Single by The Veronicas

from the album The Veronicas
- Released: 21 November 2014
- Recorded: Sony Music Studios, Sydney
- Genre: Pop
- Length: 3:00
- Label: Sony Music
- Songwriters: Anthony Egizii; David Musumeci; Lisa Origliasso; Jessica Origliasso; Josh Katz;
- Producers: DNA & Khaled Rohaim

The Veronicas singles chronology
| "You Ruin Me" (2014) | "If You Love Someone" (2014) | "Cruel" (2015) |

= If You Love Someone =

"If You Love Someone" is the second single from Australian pop duo The Veronicas' self-titled third studio album. The track was released on November 21, 2014. The track was co-written by Anthony Egizii and David Musumeci along with The Veronicas' twins Lisa Origliasso and Jessica Origliasso and Josh Katz.

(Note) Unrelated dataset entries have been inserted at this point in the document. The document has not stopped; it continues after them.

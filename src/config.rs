//! Agent configuration.

use serde::{Deserialize, Serialize};
use tokio::time::Duration;

use crate::error::{AgentError, Result};
use crate::soil::{SoilCalibration, DEFAULT_SOIL_DRY, DEFAULT_SOIL_WET};

/// Configuration for a station agent.
#[derive(Debug, Clone, PartialEq, Eq, Serialize, Deserialize)]
pub struct StationConfig {
    /// WiFi network name.
    pub ssid: String,
    /// WiFi passphrase.
    pub password: String,
    /// Telemetry device auth token.
    pub device_token: String,
    /// Milliseconds between sample ticks.
    pub sample_interval_ms: u64,
    /// Milliseconds between soak report ticks.
    pub report_interval_ms: u64,
    /// Cooperative yield between driver passes, in milliseconds. This
    /// bounds how late a tick can fire.
    pub idle_sleep_ms: u64,
    /// How long startup waits for the WiFi join, in milliseconds.
    pub wifi_join_timeout_ms: u64,
    /// How long startup waits for the telemetry handshake, in
    /// milliseconds.
    pub telemetry_timeout_ms: u64,
    /// Length of an instrumented soak run, in milliseconds.
    pub soak_duration_ms: u64,
    /// Raw soil sample with the probe in air.
    pub soil_dry: u16,
    /// Raw soil sample with the probe in water.
    pub soil_wet: u16,
}

impl Default for StationConfig {
    fn default() -> Self {
        Self {
            ssid: "greenhouse".to_string(),
            password: "changeme".to_string(),
            device_token: "dev-token".to_string(),
            sample_interval_ms: crate::DEFAULT_SAMPLE_INTERVAL_MS,
            report_interval_ms: crate::DEFAULT_REPORT_INTERVAL_MS,
            idle_sleep_ms: crate::DEFAULT_IDLE_SLEEP_MS,
            wifi_join_timeout_ms: crate::DEFAULT_WIFI_JOIN_TIMEOUT_MS,
            telemetry_timeout_ms: crate::DEFAULT_TELEMETRY_TIMEOUT_MS,
            soak_duration_ms: crate::DEFAULT_SOAK_DURATION_MS,
            soil_dry: DEFAULT_SOIL_DRY,
            soil_wet: DEFAULT_SOIL_WET,
        }
    }
}

impl StationConfig {
    /// Create a configuration with default values.
    pub fn new() -> Self {
        Self::default()
    }

    /// Set the WiFi network name.
    pub fn with_ssid(mut self, ssid: impl Into<String>) -> Self {
        self.ssid = ssid.into();
        self
    }

    /// Set the WiFi passphrase.
    pub fn with_password(mut self, password: impl Into<String>) -> Self {
        self.password = password.into();
        self
    }

    /// Set the telemetry device token.
    pub fn with_device_token(mut self, token: impl Into<String>) -> Self {
        self.device_token = token.into();
        self
    }

    /// Set the sample tick interval in milliseconds.
    pub fn with_sample_interval_ms(mut self, interval_ms: u64) -> Self {
        self.sample_interval_ms = interval_ms;
        self
    }

    /// Set the soak report interval in milliseconds.
    pub fn with_report_interval_ms(mut self, interval_ms: u64) -> Self {
        self.report_interval_ms = interval_ms;
        self
    }

    /// Set the soak run length in milliseconds.
    pub fn with_soak_duration_ms(mut self, duration_ms: u64) -> Self {
        self.soak_duration_ms = duration_ms;
        self
    }

    /// Set the soil calibration bounds.
    pub fn with_soil_bounds(mut self, dry: u16, wet: u16) -> Self {
        self.soil_dry = dry;
        self.soil_wet = wet;
        self
    }

    /// The sample tick interval.
    pub fn sample_interval(&self) -> Duration {
        Duration::from_millis(self.sample_interval_ms)
    }

    /// The soak report interval.
    pub fn report_interval(&self) -> Duration {
        Duration::from_millis(self.report_interval_ms)
    }

    /// The cooperative yield between driver passes.
    pub fn idle_sleep(&self) -> Duration {
        Duration::from_millis(self.idle_sleep_ms)
    }

    /// The startup WiFi join timeout.
    pub fn wifi_join_timeout(&self) -> Duration {
        Duration::from_millis(self.wifi_join_timeout_ms)
    }

    /// The startup telemetry handshake timeout.
    pub fn telemetry_timeout(&self) -> Duration {
        Duration::from_millis(self.telemetry_timeout_ms)
    }

    /// The soak run length.
    pub fn soak_duration(&self) -> Duration {
        Duration::from_millis(self.soak_duration_ms)
    }

    /// Build the soil calibration from the configured bounds.
    pub fn calibration(&self) -> Result<SoilCalibration> {
        SoilCalibration::new(self.soil_dry, self.soil_wet)
    }

    /// Reject configurations the loop cannot run with.
    pub fn validate(&self) -> Result<()> {
        if self.sample_interval_ms == 0 {
            return Err(AgentError::config_error("sample interval must be nonzero"));
        }
        if self.report_interval_ms == 0 {
            return Err(AgentError::config_error("report interval must be nonzero"));
        }
        if self.soak_duration_ms == 0 {
            return Err(AgentError::config_error("soak duration must be nonzero"));
        }
        if self.idle_sleep_ms == 0 {
            return Err(AgentError::config_error("idle sleep must be nonzero"));
        }
        // Ticks are scheduled by polling between sleeps, so the sleep
        // has to be an order of magnitude finer than the intervals.
        let shortest = self.sample_interval_ms.min(self.report_interval_ms);
        if self.idle_sleep_ms.saturating_mul(10) > shortest {
            return Err(AgentError::config_error(
                "idle sleep is too coarse for the tick intervals it schedules",
            ));
        }
        self.calibration()?;
        Ok(())
    }
}

#[cfg(test)]
mod tests {
    use super::*;

    #[test]
    fn default_values() {
        let config = StationConfig::default();
        assert_eq!(config.sample_interval_ms, 2000);
        assert_eq!(config.report_interval_ms, 1000);
        assert_eq!(config.idle_sleep_ms, 10);
        assert_eq!(config.wifi_join_timeout_ms, 10_000);
        assert_eq!(config.telemetry_timeout_ms, 30_000);
        assert_eq!(config.soak_duration_ms, 300_000);
        assert_eq!(config.soil_dry, 2521);
        assert_eq!(config.soil_wet, 1200);
        assert!(config.validate().is_ok());
    }

    #[test]
    fn builder_methods() {
        let config = StationConfig::new()
            .with_ssid("backyard")
            .with_password("hunter2")
            .with_device_token("abc123")
            .with_sample_interval_ms(5000)
            .with_report_interval_ms(2000)
            .with_soak_duration_ms(60_000)
            .with_soil_bounds(2600, 1100);

        assert_eq!(config.ssid, "backyard");
        assert_eq!(config.device_token, "abc123");
        assert_eq!(config.sample_interval(), Duration::from_secs(5));
        assert_eq!(config.soak_duration(), Duration::from_secs(60));
        assert_eq!(config.calibration().unwrap().dry(), 2600);
        assert!(config.validate().is_ok());
    }

    #[test]
    fn zero_intervals_are_rejected() {
        assert!(StationConfig::new()
            .with_sample_interval_ms(0)
            .validate()
            .is_err());
        assert!(StationConfig::new()
            .with_report_interval_ms(0)
            .validate()
            .is_err());
        assert!(StationConfig::new()
            .with_soak_duration_ms(0)
            .validate()
            .is_err());
    }

    #[test]
    fn degenerate_soil_bounds_are_rejected() {
        let config = StationConfig::new().with_soil_bounds(1800, 1800);
        let err = config.validate().unwrap_err();
        assert!(format!("{}", err).contains("1800"));
    }

    #[test]
    fn idle_sleep_must_be_much_finer_than_the_ticks() {
        let mut config = StationConfig::new().with_report_interval_ms(50);
        config.idle_sleep_ms = 100;
        assert!(config.validate().is_err());

        // Finer than the interval but not by enough.
        config.idle_sleep_ms = 10;
        assert!(config.validate().is_err());

        config.idle_sleep_ms = 5;
        assert!(config.validate().is_ok());

        config.idle_sleep_ms = 0;
        assert!(config.validate().is_err());
    }

    #[test]
    fn config_serialization() {
        let config = StationConfig::new().with_ssid("rooftop");
        let json = serde_json::to_string(&config).unwrap();
        let back: StationConfig = serde_json::from_str(&json).unwrap();
        assert_eq!(back, config);
    }
}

==Background and recording==
The Veronicas released "You Ruin Me" as the lead single from their self-titled third studio album in September 2014. The song came two years after their last single, "Lolita", was released via their former label, Warner Bros. Records. "You Ruin Me" became their second Australian number-one hit and was certified triple platinum. "If You Love Someone", along with "Teenage Millionaire", was written and recorded after the Origliasso twins parted ways with Warner Bros. Records and signed with Sony Music Australia. In an interview with Kathy McCabe of News.com.au, Jessica commented on this saying, "They were written when we had just signed with Sony, and because we were in such a positive space, we wrote a couple of genuinely happy songs."

==Release and reception==
Prior to the release of the song, a promotional track from The Veronicas titled "Line of Fire" was released with media outlets suggesting that it would be the follow-up single to "You Ruin Me". However, on 5 November 2014, "If You Love Someone" debuted on Australian radio show Shazam Top 20, where it was revealed as the second single from The Veronicas.

"If You Love Someone" received mixed to positive reviews. Popjustice referred to "If You Love Someone" as "a song that is obviously quite brilliant" and awarded it eight stars out of ten. The Herald Suns Cameron Adams named the track, along with "You Ruin Me", "the most promising thing about [The Veronicas]". Similarly, Elizabeth Rushton of The Mancunoin called the "fist pumping single" a highlight from the album. Digital Spy writer Lewis Corner awarded the track three stars out of five and commented that overall it, "rarely fails to put a spring in your step." Tim Byron of The Guardian felt that the track "reeks of a tired formula that the Origliasso sisters have clearly outgrown." The Music's James d'Apice opined that the recording lacked originality, and described the track as "watery, Pink-derived noughties power pop." In his review of the track for Fortitude Magazine, Tom Jewitt wrote that "If You Love Someone" is "a piece of music which is vastly un-identical to the rest of their repertoire. 'If You Love Someone' is lukewarm at its best, and excruciatingly tawdry at its worst," and gave it three stars out of ten.

"If You Love Someone" debuted and peaked at No. 5 in Australia, becoming The Veronicas' fifth top 5 single in Australia. It was certified platinum by the Australian Recording Industry Association for shipments exceeding 70,000 copies. In the UK, "If You Love Someone" debuted and peaked at number 98, spending one week on the UK Singles Chart.

==Live performances==
On 30 October, The Veronicas performed "If You Love Someone" live for the first time on Today Network's World Famous Rooftop. The Veronicas performed an acoustic version of "If You Love Someone" live in the KIIS 106.5, Sydney studio on 20 November, and a month later on Nova 93.7 in Perth for Nova's Red Room. On television, the duo performed "If You Love Someone" for the first time on breakfast show Sunrise on 21 November 2014. They also performed the recording on Today on 23 December. The Veronicas also made an appearance at Westfield Southland in Melbourne, where they performed "If You Love Someone" along with "You Ruin Me".

==Track listing==
- Digital download
1. "If You Love Someone" – 3:00

==Charts and certifications==

===Weekly charts===

| Chart (2014) | Peak position |
|---|---|
| Australia (ARIA) | 5 |
| UK Singles (OCC) | 98 |

===Certifications===

| Region | Certification | Certified units/sales |
| Australia (ARIA) | Platinum | 70,000^{^} |
^{^} Shipments figures based on certification alone.

==Release history==

| Country | Date | Format | Label |
|---|---|---|---|
| Australia | 21 November 2014 | Digital download | Sony Music Australia |
| United Kingdom | 1 March 2015 | Contemporary hit radio | RCA Records |

== See also ==
- Ghost (Ella Henderson song) (2014), with the same chord scheme and similar instruments and nearly the same melody.